- BRIEF: Please print every line of the listing, unchanged.

- RECORDS PROVIDED:
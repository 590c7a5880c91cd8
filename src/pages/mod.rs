//! Routed pages.

pub mod members;
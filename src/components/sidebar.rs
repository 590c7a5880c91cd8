//! Application sidebar composing navigation, the user identity control,
//! and the organization switcher.

use leptos::prelude::*;

use crate::components::org_switcher::OrgSwitcher;
use crate::components::sidebar_nav::SidebarNav;
use crate::components::user_dropdown::UserDropdown;
use crate::state::orgs::org_groups;

/// Sidebar with independently-loading regions.
///
/// The current user and the org set are separate resources, each under
/// its own `Suspense`, so a slow org fetch never blocks the identity
/// control. When `show_org_switcher` is off the org resource is never
/// created at all, not merely hidden.
#[component]
pub fn Sidebar(
    #[prop(optional)] nav_include_ids: Option<Vec<String>>,
    #[prop(optional)] nav_remove_ids: Option<Vec<String>>,
    #[prop(default = true)] show_org_switcher: bool,
) -> impl IntoView {
    let user = LocalResource::new(|| crate::net::api::fetch_current_user());

    let orgs = show_org_switcher.then(|| LocalResource::new(|| crate::net::api::fetch_organizations()));

    view! {
        <aside class="sidebar">
            <div class="sidebar__logo">
                <a class="sidebar__logo-link" href="/">
                    "Dashboard"
                </a>
            </div>

            <div class="sidebar__section">
                <Suspense fallback=move || loading_button()>
                    {
                        let user = user.clone();
                        move || user.get().map(|user| view! { <UserDropdown user=user/> })
                    }
                </Suspense>
            </div>

            {orgs.map(|orgs| {
                view! {
                    <div class="sidebar__section">
                        <Suspense fallback=move || loading_button()>
                            {
                                let user = user.clone();
                                move || {
                                    let current_user = user.get().flatten();
                                    orgs.get().flatten().map(|payload| {
                                        let groups = org_groups(
                                            payload.user_orgs,
                                            current_user.as_ref().map(|u| u.id.as_str()),
                                        );
                                        view! {
                                            <OrgSwitcher
                                                groups=groups
                                                current_org=payload.current_org
                                            />
                                        }
                                    })
                                }
                            }
                        </Suspense>
                    </div>
                }
            })}

            <div class="sidebar__scroll">
                <SidebarNav include_ids=nav_include_ids remove_ids=nav_remove_ids/>
            </div>
        </aside>
    }
}

/// Button-shaped placeholder shown while a sidebar region loads.
fn loading_button() -> impl IntoView {
    view! {
        <button class="btn btn--outline sidebar__loading" disabled=true>
            <span class="spinner"></span>
        </button>
    }
}
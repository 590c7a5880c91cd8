//! Avatar display fallbacks.

#[cfg(test)]
#[path = "avatar_test.rs"]
mod avatar_test;

/// Initials shown when a user has no avatar image: the first two
/// characters of the name, uppercased.
///
/// A missing or empty name resolves to a fixed glyph rather than a
/// runtime fault — request records are not trusted to carry a name.
pub fn avatar_initials(name: Option<&str>) -> String {
    let initials: String = name
        .map(str::trim)
        .unwrap_or("")
        .chars()
        .take(2)
        .flat_map(char::to_uppercase)
        .collect();

    if initials.is_empty() {
        "?".to_owned()
    } else {
        initials
    }
}
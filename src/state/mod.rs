//! Shared client-side state modules.
//!
//! DESIGN
//! ======
//! State is split by domain (`requests`, `orgs`, `toast`) so individual
//! components can depend on small focused models, and the accept/decline
//! state machine stays testable without a rendering layer.

pub mod orgs;
pub mod requests;
pub mod toast;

- SOLUTION:
repository 590c7a5880c91cd8
filename src/pages/mod.rs
//! Routed pages.

pub mod members;
filename src/components/sidebar.rs
repository 590c7a5880c91cd8
//! Application sidebar composing navigation, the user identity control,
//! and the organization switcher.

use leptos::prelude::*;

use crate::components::org_switcher::OrgSwitcher;
use crate::components::sidebar_nav::SidebarNav;
use crate::components::user_dropdown::UserDropdown;
use crate::state::orgs::org_groups;

/// Sidebar with independently-loading regions.
///
/// The current user and the org set are separate resources, each under
/// its own `Suspense`, so a slow org fetch never blocks the identity
/// control. When `show_org_switcher` is off the org resource is never
/// created at all, not merely hidden.
#[component]
pub fn Sidebar(
    #[prop(optional)] nav_include_ids: Option<Vec<String>>,
    #[prop(optional)] nav_remove_ids: Option<Vec<String>>,
    #[prop(default = true)] show_org_switcher: bool,
) -> impl IntoView {
    let user = LocalResource::new(|| crate::net::api::fetch_current_user());

    let orgs = show_org_switcher.then(|| LocalResource::new(|| crate::net::api::fetch_organizations()));

    view! {
        <aside class="sidebar">
            <div class="sidebar__logo">
                <a class="sidebar__logo-link" href="/">
                    "Dashboard"
                </a>
            </div>

            <div class="sidebar__section">
                <Suspense fallback=move || loading_button()>
                    {
                        let user = user.clone();
                        move || user.get().map(|user| view! { <UserDropdown user=user/> })
                    }
                </Suspense>
            </div>

            {orgs.map(|orgs| {
                view! {
                    <div class="sidebar__section">
                        <Suspense fallback=move || loading_button()>
                            {
                                let user = user.clone();
                                move || {
                                    let current_user = user.get().flatten();
                                    orgs.get().flatten().map(|payload| {
                                        let groups = org_groups(
                                            payload.user_orgs,
                                            current_user.as_ref().map(|u| u.id.as_str()),
                                        );
                                        view! {
                                            <OrgSwitcher
                                                groups=groups
                                                current_org=payload.current_org
                                            />
                                        }
                                    })
                                }
                            }
                        </Suspense>
                    </div>
                }
            })}

            <div class="sidebar__scroll">
                <SidebarNav include_ids=nav_include_ids remove_ids=nav_remove_ids/>
            </div>
        </aside>
    }
}

/// Button-shaped placeholder shown while a sidebar region loads.
fn loading_button() -> impl IntoView {
    view! {
        <button class="btn btn--outline sidebar__loading" disabled=true>
            <span class="spinner"></span>
        </button>
    }
}
repository 590c7a5880c91cd8
//! Avatar display fallbacks.

#[cfg(test)]
#[path = "avatar_test.rs"]
mod avatar_test;

/// Initials shown when a user has no avatar image: the first two
/// characters of the name, uppercased.
///
/// A missing or empty name resolves to a fixed glyph rather than a
/// runtime fault — request records are not trusted to carry a name.
pub fn avatar_initials(name: Option<&str>) -> String {
    let initials: String = name
        .map(str::trim)
        .unwrap_or("")
        .chars()
        .take(2)
        .flat_map(char::to_uppercase)
        .collect();

    if initials.is_empty() {
        "?".to_owned()
    } else {
        initials
    }
}
filename src/state/mod.rs
//! Shared client-side state modules.
//!
//! DESIGN
//! ======
//! State is split by domain (`requests`, `orgs`, `toast`) so individual
//! components can depend on small focused models, and the accept/decline
//! state machine stays testable without a rendering layer.

pub mod orgs;
pub mod requests;
pub mod toast;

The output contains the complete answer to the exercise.